Polyglot has asked for the wisdom of the Perl Monks concerning the following question:

I've done the "Super Search"; I've searched online; and apart from the "common sense" suggestions such as compressing the files before transfer, the "best" suggestions all led away from a pure-Perl solution; e.g. use wget or rsync or cURL, etc. A few stray suggestions involved hacking Net::FTP, and adding a "sleep" command to the code.

Links to some of those prior discussions:

But most of those suggestions are nearly decades old. Even shorewall-perl never made it simple or easy, as the documentation for it explains here: Traffic Shaping/Control -- and, of course, shorewall worked by configuring linux's iptables.

What can one do with Perl now? Is it possible to rate-limit one's downloads via a simple Perl command or module so as to play nicely with the server's resources?

Blessings,

~Polyglot~

Replies are listed 'Best First'.
Re: Bandwidth limiting for file downloads: What can Perl do?
by Corion (Patriarch) on Apr 29, 2022 at 09:21 UTC

    I've looked at such limiters previously, and the most things I find are rate limiters (but they are more central to my interests too). There is HTTP::Tiny::Bandwidth, which claims to do bandwidth limiting, but I haven't used it. Maybe this would work for you to slow down downloads.

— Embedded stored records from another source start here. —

//! Collaborator interfaces.
//!
//! The merge pipeline itself is synchronous and side-effect free. Everything
//! that talks to the outside world (the model, the task file) sits behind one
//! of these traits so the workflow can be driven by mocks in tests.

use crate::error::Result;
use crate::reconcile::OperationKind;
use crate::tasks::TaskGraph;

/// One request to the model invocation service.
#[derive(Debug, Clone, PartialEq)]
pub struct Invocation {
    /// The operation whose response is being requested.
    pub operation: OperationKind,
    /// The assembled context block.
    pub context: String,
    /// JSON Schema the response must satisfy.
    pub schema: serde_json::Value,
}

/// Trait for calling the model.
///
/// Retries, model choice and timeouts belong to the implementation. An `Err`
/// here is an ordinary failure: the workflow reports it and leaves the stored
/// graph untouched.
pub trait ModelInvoker {
    /// Send one invocation and return the raw response text.
    ///
    /// # Errors
    ///
    /// Returns an error if no response could be obtained.
    fn invoke(&self, invocation: &Invocation) -> Result<String>;
}

/// Trait for loading and saving the task graph.
pub trait GraphStore {
    /// Load the current graph.
    ///
    /// # Errors
    ///
    /// Returns an error if the graph cannot be read or parsed.
    fn load(&self) -> Result<TaskGraph>;

    /// Replace the stored graph.
    ///
    /// `summary` is a one-line description of the change, for stores that
    /// keep history.
    ///
    /// # Errors
    ///
    /// Returns an error if the graph cannot be written.
    fn save(&self, graph: &TaskGraph, summary: &str) -> Result<()>;
}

    For hacking this into LWP::UserAgent, simply doing a usleep 0.5 or whatever in the content_cb callback would lower the bandwidth used, but it will still be quite bursty. I'm not aware of any convenient solution there, or for the async toolkits, so if you find anything relevant, a post about this is welcome!

      Conceivably, Mojo::UserAgent might have features that could help with this.
      I appreciate the lead. If you or someone else could give me a clue as to where to add this delay and how to make the callback, it would be much appreciated. I'm unfamiliar with the methods used by LWP::UserAgent, and when I tried using the special ':content_cb'     => \&callback mechanism, with "callback" being a subroutine that used usleep, all I got for my effort was a downloaded file named /content_cb ...hardly the expected behavior. I'm obviously clueless, even after reading the documentation. Given a hint as to how to start this, I'd like to see if anything useful could be done to rate-limit the connection. I spent a few hours playing with it already, but couldn't get past even the first step.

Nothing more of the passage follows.